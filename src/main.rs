use async_workerpool::{must, Options, Pool, Task};
use tokio::runtime::Builder;
use tokio::time::Duration;
use std::time::Instant;
use tracing_subscriber::EnvFilter;


fn main() {
    tracing_subscriber::fmt()
        .with_env_filter(EnvFilter::try_from_default_env().unwrap_or_else(|_| EnvFilter::new("info")))
        .init();

    let rt = Builder::new_multi_thread()
        .enable_all()
        .build()
        .expect("failed to build tokio runtime");

    rt.block_on(async {
        let now = Instant::now();
        let pool: Pool<usize, bool> = must(Pool::new(
            Options::new()
                .workers(5)
                .handler(|task: Task<usize, bool>| async move {
                    task.respond(true);
                }),
        ));

        let completions: Vec<_> = (0..100)
            .map(|i| {
                let (task, done) = Task::new(i);
                pool.add(task).expect("pool is open");
                done
            })
            .collect();

        let mut ok = 0;
        for done in completions {
            if let Ok(true) = done.await_timeout(Duration::from_secs(5)).await {
                ok += 1;
            }
        }

        pool.shutdown().await;
        println!("completed {ok}/100 in {:?}", now.elapsed());
    });
}
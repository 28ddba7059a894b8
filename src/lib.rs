//! Fixed-size async worker pool.
//!
//! A set of worker loops pull [`Task`]s from a shared queue and run one
//! caller-supplied handler on each. Results travel back through a per-task
//! [`Completion`].
//!
//! # Features
//! - Non-blocking submission, unbounded or bounded queue with an overflow policy
//! - Per-task panic isolation and optional handler timeout
//! - Graceful shutdown and join
//!
//! # Example
//! ```
//! use async_workerpool::{must, Options, Pool, Task};
//!
//! # #[tokio::main]
//! # async fn main() {
//! let pool: Pool<u64, u64> = must(Pool::new(
//!     Options::new()
//!         .workers(4)
//!         .handler(|task: Task<u64, u64>| async move {
//!             let n = task.input;
//!             task.respond(n * n);
//!         }),
//! ));
//!
//! let (task, done) = Task::new(7);
//! pool.add(task).unwrap();
//! assert_eq!(done.await, Ok(49));
//! pool.shutdown().await;
//! # }
//! ```

pub mod errors;
pub mod handle;
pub mod pool;
pub mod result;
pub mod task;

pub use errors::{PoolError, TaskError};
pub use handle::Completion;
pub use pool::{must, Config, Options, Overflow, Pool, DEFAULT_WORKERS};
pub use result::TaskResult;
pub use task::{Blocking, Responder, Task, TaskFunc};
use super::{
    errors::{PoolError, TaskError},
    task::{panic_message, Blocking, Task, TaskFunc},
};
use std::{
    fmt,
    panic::AssertUnwindSafe,
    sync::{
        atomic::{AtomicBool, AtomicUsize, Ordering},
        Arc,
    },
};
use crossbeam::deque::{Injector, Steal};
use futures::FutureExt;
use parking_lot::Mutex;
use tokio::{
    runtime::Handle,
    sync::Notify,
    task::JoinHandle,
    time::Duration,
};
use tokio_util::sync::CancellationToken;
use tracing::{debug, info, trace, warn};


/// Worker count used when [`Config::workers`] is zero.
pub const DEFAULT_WORKERS: usize = 3;

/// What [`Pool::add`] does when a bounded queue is full.
#[derive(Debug, Clone, Copy, PartialEq, Eq, Default)]
pub enum Overflow {
    /// Fail the new task with [`TaskError::Rejected`] and return [`PoolError::QueueFull`].
    #[default]
    Reject,
    /// Fail the oldest queued task with [`TaskError::Dropped`] and queue the new one.
    DropOldest,
    /// Hand the enqueue to a spawned task that waits for room.
    /// Deferred enqueues are not bounded.
    Defer,
}

/// Pool configuration
#[derive(Debug, Clone)]
pub struct Config {
    /// Number of worker loops; `0` selects [`DEFAULT_WORKERS`].
    /// Exactly this many loops are spawned (never `workers + 1`).
    pub workers: usize,
    /// Queue capacity, `None` for an unbounded queue.
    pub max_pending: Option<usize>,
    pub overflow: Overflow,
    /// Upper bound on how long [`Pool::submit`] waits for queue room.
    pub submit_timeout: Option<Duration>,
    /// Upper bound on a single handler run.
    pub task_timeout: Option<Duration>,
}

impl Default for Config {
    fn default() -> Self {
        Self {
            workers: 0,
            max_pending: None,
            overflow: Overflow::Reject,
            submit_timeout: None,
            task_timeout: None,
        }
    }
}

impl Config {
    pub fn cpu_bound() -> Self {
        let num_cpus = num_cpus::get();
        Self {
            workers: num_cpus,
            max_pending: Some(num_cpus * 10),
            overflow: Overflow::Reject,
            submit_timeout: Some(Duration::from_secs(30)),
            task_timeout: Some(Duration::from_secs(60)),
        }
    }

    pub fn io_bound() -> Self {
        let num_cpus = num_cpus::get();
        Self {
            workers: num_cpus * 2,
            max_pending: None,
            overflow: Overflow::Reject,
            submit_timeout: None,
            task_timeout: Some(Duration::from_secs(30)),
        }
    }

    #[inline]
    pub fn resolved_workers(&self) -> usize {
        if self.workers == 0 { DEFAULT_WORKERS } else { self.workers }
    }

    fn validate(&self) -> Result<(), PoolError> {
        if self.max_pending == Some(0) {
            return Err(PoolError::InvalidConfig("max_pending must be greater than zero".into()));
        }
        if self.task_timeout == Some(Duration::ZERO) {
            return Err(PoolError::InvalidConfig("task_timeout must be non-zero".into()));
        }
        Ok(())
    }
}


/// Construction options: configuration plus the handler every worker runs.
pub struct Options<I, O> {
    pub config: Config,
    pub handler: Option<Arc<dyn TaskFunc<I, O>>>,
}

impl<I, O> Default for Options<I, O> {
    fn default() -> Self {
        Self {
            config: Config::default(),
            handler: None,
        }
    }
}

impl<I, O> Options<I, O> {
    pub fn new() -> Self {
        Self::default()
    }

    pub fn config(mut self, config: Config) -> Self {
        self.config = config;
        self
    }

    pub fn workers(mut self, workers: usize) -> Self {
        self.config.workers = workers;
        self
    }

    pub fn handler<F>(mut self, handler: F) -> Self
    where
        F: TaskFunc<I, O>,
    {
        self.handler = Some(Arc::new(handler));
        self
    }

    pub fn blocking_handler<F>(mut self, handler: F) -> Self
    where
        Blocking<F>: TaskFunc<I, O>,
    {
        self.handler = Some(Arc::new(Blocking::new(handler)));
        self
    }
}


struct Inner<I, O> {
    queue: Injector<Task<I, O>>,
    task_notify: Notify,
    space_notify: Notify,
    idle_notify: Notify,
    cancel: CancellationToken,
    closed: AtomicBool,
    // reserved queue slots; never below the number of queued tasks
    queued: AtomicUsize,
    // accepted and not yet finished: queued, deferred or running
    in_flight: AtomicUsize,
    handler: Arc<dyn TaskFunc<I, O>>,
    runtime: Handle,
    workers: Mutex<Vec<JoinHandle<()>>>,
    num_workers: usize,
    config: Config,
}

/// Decrements the in-flight count when a handler run ends, aborted or not.
struct RunGuard<'a, I, O>(&'a Inner<I, O>);

impl<I, O> Drop for RunGuard<'_, I, O> {
    fn drop(&mut self) {
        self.0.finish_one();
    }
}

impl<I, O> Inner<I, O> {
    #[inline]
    fn is_closed(&self) -> bool {
        self.closed.load(Ordering::SeqCst)
    }

    #[inline]
    fn accept(&self) {
        self.in_flight.fetch_add(1, Ordering::AcqRel);
    }

    fn finish_one(&self) {
        if self.in_flight.fetch_sub(1, Ordering::AcqRel) == 1 {
            self.idle_notify.notify_waiters();
        }
    }

    fn try_reserve(&self) -> bool {
        match self.config.max_pending {
            None => {
                self.queued.fetch_add(1, Ordering::AcqRel);
                true
            }
            Some(cap) => self
                .queued
                .fetch_update(Ordering::AcqRel, Ordering::Acquire, |n| (n < cap).then_some(n + 1))
                .is_ok(),
        }
    }

    /// Pushes a task into a slot reserved with `try_reserve`.
    fn push(&self, task: Task<I, O>) {
        self.queue.push(task);
        self.task_notify.notify_one();

        // raced with shutdown: nobody will pop this anymore
        if self.is_closed() {
            self.drain(TaskError::Shutdown);
        }
    }

    fn pop(&self) -> Option<Task<I, O>> {
        loop {
            match self.queue.steal() {
                Steal::Success(task) => {
                    self.queued.fetch_sub(1, Ordering::AcqRel);
                    self.space_notify.notify_one();
                    return Some(task);
                }
                Steal::Empty => return None,
                Steal::Retry => std::hint::spin_loop(),
            }
        }
    }

    fn push_displacing(&self, task: Task<I, O>) {
        while !self.try_reserve() {
            match self.pop() {
                Some(oldest) => {
                    debug!("queue full, dropping oldest task");
                    oldest.output.fail(TaskError::Dropped);
                    self.finish_one();
                }
                None => std::hint::spin_loop(),
            }
        }
        self.push(task);
    }

    async fn reserve_wait(&self, timeout: Option<Duration>) -> Result<(), PoolError> {
        let wait = async {
            loop {
                if self.is_closed() {
                    return Err(PoolError::Closed);
                }
                if self.try_reserve() {
                    // pass the wake-up on in case more room is left
                    self.space_notify.notify_one();
                    return Ok(());
                }
                tokio::select! {
                    _ = self.space_notify.notified() => {}
                    _ = self.cancel.cancelled() => return Err(PoolError::Closed),
                }
            }
        };

        match timeout {
            Some(limit) => tokio::time::timeout(limit, wait)
                .await
                .unwrap_or(Err(PoolError::SubmitTimeout(limit))),
            None => wait.await,
        }
    }

    async fn enqueue_deferred(&self, task: Task<I, O>) {
        match self.reserve_wait(None).await {
            Ok(()) => self.push(task),
            Err(err) => {
                debug!(error = %err, "deferred enqueue abandoned");
                task.output.fail(TaskError::Shutdown);
                self.finish_one();
            }
        }
    }

    fn drain(&self, err: TaskError) -> usize {
        let mut drained = 0;
        while let Some(task) = self.pop() {
            task.output.fail(err.clone());
            self.finish_one();
            drained += 1;
        }
        drained
    }

    async fn worker_loop(&self, id: usize)
    where
        I: 'static,
        O: 'static,
    {
        debug!(worker = id, "worker started");

        loop {
            if self.cancel.is_cancelled() {
                break;
            }

            match self.pop() {
                Some(task) => {
                    // one stored permit can stand for several pushes
                    if !self.queue.is_empty() {
                        self.task_notify.notify_one();
                    }
                    self.run(id, task).await
                }
                None => {
                    tokio::select! {
                        _ = self.cancel.cancelled() => break,
                        _ = self.task_notify.notified() => {}
                    }
                }
            }
        }

        debug!(worker = id, "worker stopped");
    }

    async fn run(&self, id: usize, mut task: Task<I, O>)
    where
        I: 'static,
        O: 'static,
    {
        let _guard = RunGuard(self);
        task.assign(id);
        let output = task.output.share();
        trace!(worker = id, "dispatching task");

        let handler = &self.handler;
        let call = AssertUnwindSafe(async move { handler.call(task).await }).catch_unwind();

        let outcome = match self.config.task_timeout {
            Some(limit) => match tokio::time::timeout(limit, call).await {
                Ok(res) => res.map_err(|payload| TaskError::Panic(panic_message(&*payload))),
                Err(_) => Err(TaskError::Timeout(limit)),
            },
            None => call
                .await
                .map_err(|payload| TaskError::Panic(panic_message(&*payload))),
        };

        match outcome {
            Ok(()) => {
                output.fail(TaskError::NoResponse);
            }
            Err(err) => {
                warn!(worker = id, label = err.as_label(), error = %err, "task failed");
                output.fail(err);
            }
        }
    }
}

**Work instructions**
The answer must be every line from the records above that contains the word "TaskFunc", copied in full.

**Response to this exercise**
pub use task::{Blocking, Responder, Task, TaskFunc};
    task::{panic_message, Blocking, Task, TaskFunc},
    pub handler: Option<Arc<dyn TaskFunc<I, O>>>,
        F: TaskFunc<I, O>,
        Blocking<F>: TaskFunc<I, O>,
    handler: Arc<dyn TaskFunc<I, O>>,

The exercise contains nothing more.